Nevertheless, Olneya grew up in her father’s shadow, constantly reminded of the son he wanted to have. Her mission was to be that son. She was smarter, faster, better than all her orc siblings even with a lame leg; the reminder of a life that should not have been and was not wanted. She dominated the older orc children, but her father would never acknowledge her achievements. Studying under the shaman, she knew much about pain and suffering. When she nearly beat her opponents to death, her father would just narrow his eyes at the strange spirits that seem to rise from her very soul. Then came the day when the chieftain fathered another half-orc child, a boy Tsadok. Now her father never even looked her direction.
While her brother developed his abilities and excelled, Olneya determined even more to be the better son.

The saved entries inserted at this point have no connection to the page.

//! Bundled research crew: a researcher and a writer in a two-task
//! sequential pipeline that produces a blog post on recent AI developments.

use std::sync::Arc;

use crate::agent::{Agent, AgentConfig};
use crate::capability::{Capability, CapabilitySet, ScrapeWebsiteCapability, WebSearchCapability};
use crate::config::{CrewSettings, EmbedderConfig, SearchConfig};
use crate::error::Result;
use crate::pipeline::Pipeline;
use crate::task::Task;

pub const RESEARCH_DESCRIPTION: &str = "Analyze the latest AI advancements from 2024 through 2025. \
Find major trends, breakthrough technologies, and their real-world impacts. \
Focus on the most recent developments and provide a comprehensive report with specific examples and data.";

pub const RESEARCH_EXPECTED_OUTPUT: &str = "A comprehensive report containing:
- Top 5 AI trends from 2024-2025
- Latest breakthrough technologies with real examples
- Market impact analysis and industry adoption
- Current state of AI in October 2025
- Future predictions for 2026 and beyond
Format as structured markdown with clear sections and recent data.";

pub const BLOG_DESCRIPTION: &str = "Create an engaging blog post about the latest AI advancements from 2024-2025 using your research insights. \
Make it current, interesting, and suited for tech enthusiasts and industry professionals. \
It should be comprehensive with engaging headlines and reflect the cutting-edge state of AI as of October 2025.";

pub const BLOG_EXPECTED_OUTPUT: &str = "A well-structured blog post containing:
- Compelling title reflecting 2024-2025 AI developments
- Engaging introduction highlighting recent breakthroughs
- 4+ detailed paragraphs covering latest AI advancements
- Real-world examples and current industry applications
- Analysis of AI's impact through October 2025
- Forward-looking conclusion with 2026+ predictions
- SEO-friendly formatting with compelling subheadings";

/// Senior research analyst with search and scrape capabilities.
pub fn researcher(capabilities: &[Arc<dyn Capability>]) -> Result<Agent> {
    let config = capabilities.iter().fold(
        AgentConfig::new(
            "Senior Research Analyst",
            "Uncover cutting-edge developments in AI and data science",
            "You are an expert at a technology research group,
             skilled in identifying trends and analyzing complex data.",
        ),
        |config, capability| config.with_capability(Arc::clone(capability)),
    );
    Agent::new(
        config
            .allow_delegation(false)
            .with_max_iterations(5)
            .with_memory(true)
            .verbose(true),
    )
}

/// Content strategist that turns research into a blog post.
pub fn writer() -> Result<Agent> {
    Agent::new(
        AgentConfig::new(
            "Tech Content Strategist",
            "Craft compelling content on tech advancements",
            "You are a content strategist known for
             making complex tech topics interesting and easy to understand.",
        )
        .allow_delegation(true)
        .with_max_iterations(3)
        .with_memory(true)
        .verbose(true),
    )
}

/// Default capabilities for the researcher: web search, then page scraping.
pub fn research_capabilities(search: &SearchConfig) -> Result<CapabilitySet> {
    let mut capabilities = CapabilitySet::new();
    capabilities.register(Arc::new(WebSearchCapability::new(search.clone())))?;
    capabilities.register(Arc::new(ScrapeWebsiteCapability::new()))?;
    Ok(capabilities)
}

/// Crew-wide memory with OpenAI embeddings, verbose.
pub fn research_settings() -> CrewSettings {
    CrewSettings::default()
        .with_memory(true)
        .verbose(true)
        .with_embedder(EmbedderConfig::default())
}

/// Assemble the research crew with explicit capabilities.
pub fn research_crew_with(capabilities: &[Arc<dyn Capability>]) -> Result<Pipeline> {
    let researcher = Arc::new(researcher(capabilities)?);
    let writer = Arc::new(writer()?);

    let tasks = vec![
        Task::for_agent(&researcher, RESEARCH_DESCRIPTION, RESEARCH_EXPECTED_OUTPUT),
        Task::for_agent(&writer, BLOG_DESCRIPTION, BLOG_EXPECTED_OUTPUT),
    ];
    Ok(Pipeline::sequential(vec![researcher, writer], tasks)?.with_settings(research_settings()))
}

/// Assemble the research crew with the default search/scrape capabilities.
pub fn research_crew(search: &SearchConfig) -> Result<Pipeline> {
    research_crew_with(research_capabilities(search)?.as_slice())
}

#[cfg(test)]
mod tests {
    use super::*;

    #[test]
    fn test_research_crew_shape() {
        let pipeline = research_crew(&SearchConfig::default()).unwrap();
        assert_eq!(pipeline.agents().len(), 2);
        assert_eq!(pipeline.tasks().len(), 2);

        let researcher = &pipeline.agents()[0];
        assert_eq!(researcher.role(), "Senior Research Analyst");
        assert_eq!(researcher.max_iterations(), 5);
        assert!(!researcher.allows_delegation());
        let names: Vec<&str> = researcher.capabilities().iter().map(|c| c.name()).collect();
        assert_eq!(names, vec!["web_search", "scrape_website"]);

        let writer = &pipeline.agents()[1];
        assert_eq!(writer.role(), "Tech Content Strategist");
        assert_eq!(writer.max_iterations(), 3);
        assert!(writer.allows_delegation());
        assert!(writer.capabilities().is_empty());

        let settings = pipeline.settings();
        assert!(settings.memory);
        assert!(settings.verbose);
        assert_eq!(
            settings.embedder.as_ref().map(|e| e.model.as_str()),
            Some("text-embedding-3-small")
        );
    }

    #[test]
    fn test_tasks_bound_in_order() {
        let pipeline = research_crew(&SearchConfig::default()).unwrap();
        let tasks = pipeline.tasks();
        assert!(Arc::ptr_eq(
            tasks[0].agent().unwrap(),
            &pipeline.agents()[0]
        ));
        assert!(Arc::ptr_eq(
            tasks[1].agent().unwrap(),
            &pipeline.agents()[1]
        ));
        assert!(tasks[1].expected_output().starts_with("A well-structured blog post"));
    }

    #[test]
    fn test_backstory_is_normalized() {
        let agent = writer().unwrap();
        assert_eq!(
            agent.backstory(),
            "You are a content strategist known for making complex tech topics interesting and easy to understand."
        );
    }
}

All orc men were her comrades and competition. Beautiful women were her conquests. She was a brute, hardier and more loutish than the orc men. Through all this, she drowned her subconscious hate for herself and her father in her progressive alcoholism.
Though everything that Olneya coveted was to please her father and be his second, Tsadok did not care about such things. He was enamored by urban human society and gold… mostly gold. He abandoned his people to join slaver rings. For the first time in years, Olneya knew how to attain her desires. She set off toward civilization to find her brother. If nothing else would convince their father of her prowess and abilities, the head of Tsadok, the great half-orc wonder, felled by her hand would.